- What you need to do: Line by line, please look for the word "TableState" in the following records, then copy each line you find it in.
**** Source material ****
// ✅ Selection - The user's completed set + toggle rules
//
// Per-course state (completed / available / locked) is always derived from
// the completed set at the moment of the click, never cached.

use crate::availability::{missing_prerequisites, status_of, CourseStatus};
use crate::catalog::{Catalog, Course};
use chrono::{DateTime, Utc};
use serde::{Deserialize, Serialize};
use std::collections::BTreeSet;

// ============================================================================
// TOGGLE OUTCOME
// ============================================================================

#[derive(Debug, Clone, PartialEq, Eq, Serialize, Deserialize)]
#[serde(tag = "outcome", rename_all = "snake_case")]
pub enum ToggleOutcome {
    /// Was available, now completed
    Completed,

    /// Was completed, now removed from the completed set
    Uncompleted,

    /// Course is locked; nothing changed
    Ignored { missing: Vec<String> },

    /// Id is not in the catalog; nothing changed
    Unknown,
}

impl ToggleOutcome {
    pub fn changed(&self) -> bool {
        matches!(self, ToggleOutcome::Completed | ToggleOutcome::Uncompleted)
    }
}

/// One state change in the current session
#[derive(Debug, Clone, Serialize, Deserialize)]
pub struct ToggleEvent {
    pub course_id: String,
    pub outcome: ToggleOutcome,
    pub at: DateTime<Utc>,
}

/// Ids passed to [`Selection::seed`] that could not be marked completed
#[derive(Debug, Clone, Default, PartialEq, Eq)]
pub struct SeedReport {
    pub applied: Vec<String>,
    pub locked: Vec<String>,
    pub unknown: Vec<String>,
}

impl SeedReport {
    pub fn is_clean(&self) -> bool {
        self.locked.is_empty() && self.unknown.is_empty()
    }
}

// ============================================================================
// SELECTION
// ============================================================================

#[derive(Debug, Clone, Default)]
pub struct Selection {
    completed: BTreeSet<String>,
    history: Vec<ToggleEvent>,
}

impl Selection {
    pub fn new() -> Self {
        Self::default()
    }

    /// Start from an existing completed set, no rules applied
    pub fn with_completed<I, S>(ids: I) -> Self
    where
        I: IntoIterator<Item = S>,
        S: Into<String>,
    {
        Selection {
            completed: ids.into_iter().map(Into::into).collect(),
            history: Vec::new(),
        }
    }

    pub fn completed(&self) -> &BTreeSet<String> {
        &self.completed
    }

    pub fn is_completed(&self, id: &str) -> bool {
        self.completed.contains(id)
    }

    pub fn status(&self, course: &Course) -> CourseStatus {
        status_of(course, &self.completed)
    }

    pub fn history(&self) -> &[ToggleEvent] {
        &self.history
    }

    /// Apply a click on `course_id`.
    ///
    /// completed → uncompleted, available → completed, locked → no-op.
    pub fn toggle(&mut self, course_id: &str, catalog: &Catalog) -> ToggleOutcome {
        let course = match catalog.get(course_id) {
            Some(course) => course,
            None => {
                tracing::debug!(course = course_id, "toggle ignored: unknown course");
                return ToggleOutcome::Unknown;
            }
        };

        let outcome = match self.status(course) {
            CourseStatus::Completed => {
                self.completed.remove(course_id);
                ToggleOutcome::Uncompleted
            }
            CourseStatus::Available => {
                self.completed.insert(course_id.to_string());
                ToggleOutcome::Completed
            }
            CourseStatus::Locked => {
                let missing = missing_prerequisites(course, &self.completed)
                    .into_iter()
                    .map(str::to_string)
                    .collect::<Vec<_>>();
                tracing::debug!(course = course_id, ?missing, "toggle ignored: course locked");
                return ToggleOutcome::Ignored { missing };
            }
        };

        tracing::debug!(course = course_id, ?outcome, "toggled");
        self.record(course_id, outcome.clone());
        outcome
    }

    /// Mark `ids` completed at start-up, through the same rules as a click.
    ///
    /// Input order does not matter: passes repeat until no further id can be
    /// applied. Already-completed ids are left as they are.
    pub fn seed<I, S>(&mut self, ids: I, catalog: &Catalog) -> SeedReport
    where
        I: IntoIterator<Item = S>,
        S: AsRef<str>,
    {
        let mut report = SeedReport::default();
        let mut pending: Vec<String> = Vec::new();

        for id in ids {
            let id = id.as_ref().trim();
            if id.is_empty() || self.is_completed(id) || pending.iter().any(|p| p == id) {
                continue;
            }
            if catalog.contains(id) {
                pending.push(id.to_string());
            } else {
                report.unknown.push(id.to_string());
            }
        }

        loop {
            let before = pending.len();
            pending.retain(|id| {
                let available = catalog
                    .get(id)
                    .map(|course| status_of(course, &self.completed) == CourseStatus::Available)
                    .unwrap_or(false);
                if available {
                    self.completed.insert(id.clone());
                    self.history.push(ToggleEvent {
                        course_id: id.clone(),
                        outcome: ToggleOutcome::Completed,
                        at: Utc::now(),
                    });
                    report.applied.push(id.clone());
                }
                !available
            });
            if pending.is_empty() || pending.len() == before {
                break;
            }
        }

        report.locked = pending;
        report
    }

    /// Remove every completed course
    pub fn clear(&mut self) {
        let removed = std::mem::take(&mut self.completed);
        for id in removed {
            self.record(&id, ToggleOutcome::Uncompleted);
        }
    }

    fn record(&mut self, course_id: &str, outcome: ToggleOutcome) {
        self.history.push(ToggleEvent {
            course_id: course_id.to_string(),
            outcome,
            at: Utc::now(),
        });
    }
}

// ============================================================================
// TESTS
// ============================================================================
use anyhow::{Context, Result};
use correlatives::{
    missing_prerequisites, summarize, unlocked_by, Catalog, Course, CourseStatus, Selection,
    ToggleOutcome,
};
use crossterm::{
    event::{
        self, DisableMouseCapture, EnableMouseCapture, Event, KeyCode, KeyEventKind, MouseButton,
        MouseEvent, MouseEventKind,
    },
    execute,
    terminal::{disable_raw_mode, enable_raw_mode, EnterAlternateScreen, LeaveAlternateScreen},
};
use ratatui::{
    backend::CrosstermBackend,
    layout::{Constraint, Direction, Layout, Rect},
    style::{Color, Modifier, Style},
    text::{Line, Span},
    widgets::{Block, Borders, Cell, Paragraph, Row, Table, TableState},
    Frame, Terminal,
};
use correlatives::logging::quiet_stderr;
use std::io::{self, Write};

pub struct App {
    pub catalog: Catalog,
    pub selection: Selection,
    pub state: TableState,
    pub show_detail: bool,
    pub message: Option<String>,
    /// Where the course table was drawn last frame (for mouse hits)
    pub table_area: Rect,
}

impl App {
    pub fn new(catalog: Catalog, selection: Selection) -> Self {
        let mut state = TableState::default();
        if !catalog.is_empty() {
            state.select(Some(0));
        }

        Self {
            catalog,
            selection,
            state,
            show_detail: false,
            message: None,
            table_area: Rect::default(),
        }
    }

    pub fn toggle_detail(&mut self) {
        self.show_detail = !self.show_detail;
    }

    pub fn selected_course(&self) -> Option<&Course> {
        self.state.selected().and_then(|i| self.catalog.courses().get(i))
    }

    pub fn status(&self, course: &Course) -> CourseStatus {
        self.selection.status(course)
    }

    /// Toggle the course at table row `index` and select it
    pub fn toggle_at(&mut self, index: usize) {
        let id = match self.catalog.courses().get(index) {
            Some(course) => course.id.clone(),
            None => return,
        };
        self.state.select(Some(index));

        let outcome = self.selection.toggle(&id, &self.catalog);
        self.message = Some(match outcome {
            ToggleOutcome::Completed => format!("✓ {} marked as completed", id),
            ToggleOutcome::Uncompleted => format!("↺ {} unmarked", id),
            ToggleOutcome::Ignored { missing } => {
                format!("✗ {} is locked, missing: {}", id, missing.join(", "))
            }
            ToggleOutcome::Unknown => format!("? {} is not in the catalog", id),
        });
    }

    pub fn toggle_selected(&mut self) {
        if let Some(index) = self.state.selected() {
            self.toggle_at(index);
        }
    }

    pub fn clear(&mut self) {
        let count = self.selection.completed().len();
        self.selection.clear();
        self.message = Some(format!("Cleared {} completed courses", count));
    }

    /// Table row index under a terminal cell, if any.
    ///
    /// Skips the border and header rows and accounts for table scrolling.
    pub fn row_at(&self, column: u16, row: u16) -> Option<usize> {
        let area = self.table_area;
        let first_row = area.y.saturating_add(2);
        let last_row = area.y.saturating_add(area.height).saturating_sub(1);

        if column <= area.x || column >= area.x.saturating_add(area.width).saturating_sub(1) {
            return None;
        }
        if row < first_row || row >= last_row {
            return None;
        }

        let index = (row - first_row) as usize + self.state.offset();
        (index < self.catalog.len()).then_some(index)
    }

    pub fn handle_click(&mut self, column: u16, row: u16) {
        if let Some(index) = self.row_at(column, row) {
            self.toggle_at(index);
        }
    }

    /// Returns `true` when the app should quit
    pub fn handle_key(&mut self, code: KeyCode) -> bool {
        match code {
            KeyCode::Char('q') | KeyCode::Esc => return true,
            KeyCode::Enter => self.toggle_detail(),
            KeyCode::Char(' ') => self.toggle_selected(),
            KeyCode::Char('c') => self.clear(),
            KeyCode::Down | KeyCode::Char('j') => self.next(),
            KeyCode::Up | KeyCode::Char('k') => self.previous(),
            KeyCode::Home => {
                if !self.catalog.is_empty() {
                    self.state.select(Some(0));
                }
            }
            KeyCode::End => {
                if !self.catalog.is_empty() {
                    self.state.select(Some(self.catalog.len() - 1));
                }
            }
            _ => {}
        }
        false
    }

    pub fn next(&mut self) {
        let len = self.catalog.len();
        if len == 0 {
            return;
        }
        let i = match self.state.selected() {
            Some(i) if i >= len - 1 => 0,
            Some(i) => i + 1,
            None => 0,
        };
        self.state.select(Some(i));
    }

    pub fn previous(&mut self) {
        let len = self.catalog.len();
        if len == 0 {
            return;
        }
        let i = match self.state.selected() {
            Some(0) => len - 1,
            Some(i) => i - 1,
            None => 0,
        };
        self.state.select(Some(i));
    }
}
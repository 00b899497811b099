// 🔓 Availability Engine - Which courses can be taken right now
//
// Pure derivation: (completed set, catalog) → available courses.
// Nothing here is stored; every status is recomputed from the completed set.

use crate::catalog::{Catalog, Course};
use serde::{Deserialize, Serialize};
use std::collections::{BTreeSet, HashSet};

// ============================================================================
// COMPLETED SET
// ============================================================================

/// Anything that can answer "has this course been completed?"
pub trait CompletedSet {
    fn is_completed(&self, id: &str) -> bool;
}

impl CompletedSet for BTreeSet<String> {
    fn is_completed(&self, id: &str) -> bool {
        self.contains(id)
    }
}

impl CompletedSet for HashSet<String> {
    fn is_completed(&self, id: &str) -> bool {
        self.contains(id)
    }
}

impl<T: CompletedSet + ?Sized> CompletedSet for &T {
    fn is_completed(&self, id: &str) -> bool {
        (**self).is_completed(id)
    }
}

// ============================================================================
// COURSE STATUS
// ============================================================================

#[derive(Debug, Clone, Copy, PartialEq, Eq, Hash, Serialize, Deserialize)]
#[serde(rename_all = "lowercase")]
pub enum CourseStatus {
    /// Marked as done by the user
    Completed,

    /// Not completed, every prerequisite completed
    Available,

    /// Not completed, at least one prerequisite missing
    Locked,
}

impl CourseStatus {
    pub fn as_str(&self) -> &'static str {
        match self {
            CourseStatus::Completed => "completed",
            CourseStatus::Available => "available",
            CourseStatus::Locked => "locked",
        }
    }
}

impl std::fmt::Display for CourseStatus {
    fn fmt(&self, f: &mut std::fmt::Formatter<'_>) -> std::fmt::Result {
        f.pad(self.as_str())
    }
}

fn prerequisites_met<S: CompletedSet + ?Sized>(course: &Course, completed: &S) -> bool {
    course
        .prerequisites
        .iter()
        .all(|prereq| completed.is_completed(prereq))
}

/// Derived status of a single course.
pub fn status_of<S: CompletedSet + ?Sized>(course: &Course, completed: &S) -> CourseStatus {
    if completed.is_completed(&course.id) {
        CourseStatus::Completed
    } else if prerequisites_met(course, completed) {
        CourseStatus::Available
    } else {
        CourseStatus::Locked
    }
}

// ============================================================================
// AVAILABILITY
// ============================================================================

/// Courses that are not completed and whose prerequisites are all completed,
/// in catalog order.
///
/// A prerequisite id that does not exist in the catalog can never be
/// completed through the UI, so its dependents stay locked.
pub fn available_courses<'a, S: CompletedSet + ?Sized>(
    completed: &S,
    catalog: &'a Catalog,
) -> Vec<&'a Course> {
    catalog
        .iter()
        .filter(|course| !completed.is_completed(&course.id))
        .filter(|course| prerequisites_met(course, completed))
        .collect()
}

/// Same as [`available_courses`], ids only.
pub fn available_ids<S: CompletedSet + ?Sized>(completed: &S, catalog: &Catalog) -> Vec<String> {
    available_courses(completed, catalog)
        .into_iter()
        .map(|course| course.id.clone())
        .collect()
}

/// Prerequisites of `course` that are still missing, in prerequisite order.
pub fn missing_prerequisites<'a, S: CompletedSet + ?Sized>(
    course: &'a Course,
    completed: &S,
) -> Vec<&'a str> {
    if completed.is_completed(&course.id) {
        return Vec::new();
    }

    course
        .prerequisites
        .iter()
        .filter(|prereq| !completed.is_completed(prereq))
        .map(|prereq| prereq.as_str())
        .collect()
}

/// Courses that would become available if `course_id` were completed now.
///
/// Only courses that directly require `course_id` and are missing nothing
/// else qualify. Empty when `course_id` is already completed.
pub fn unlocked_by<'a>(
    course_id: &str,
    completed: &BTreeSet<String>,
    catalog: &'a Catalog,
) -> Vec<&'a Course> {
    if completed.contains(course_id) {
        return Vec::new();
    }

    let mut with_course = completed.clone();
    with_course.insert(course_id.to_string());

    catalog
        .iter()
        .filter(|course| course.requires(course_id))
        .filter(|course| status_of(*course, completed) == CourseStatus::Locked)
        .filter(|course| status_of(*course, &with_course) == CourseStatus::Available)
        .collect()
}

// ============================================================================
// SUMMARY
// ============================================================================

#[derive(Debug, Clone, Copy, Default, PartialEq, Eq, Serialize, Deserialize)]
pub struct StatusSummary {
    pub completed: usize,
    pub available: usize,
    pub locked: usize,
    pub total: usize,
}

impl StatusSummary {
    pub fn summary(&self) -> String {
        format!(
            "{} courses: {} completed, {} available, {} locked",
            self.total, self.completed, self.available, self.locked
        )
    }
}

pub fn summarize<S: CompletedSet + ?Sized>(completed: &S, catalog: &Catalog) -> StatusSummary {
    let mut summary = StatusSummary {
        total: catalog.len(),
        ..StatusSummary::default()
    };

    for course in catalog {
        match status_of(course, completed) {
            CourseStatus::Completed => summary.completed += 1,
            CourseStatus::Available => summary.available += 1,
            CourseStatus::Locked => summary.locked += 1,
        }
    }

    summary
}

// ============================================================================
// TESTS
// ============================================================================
****
- Answer space:
    widgets::{Block, Borders, Cell, Paragraph, Row, Table, TableState},
    pub state: TableState,
        let mut state = TableState::default();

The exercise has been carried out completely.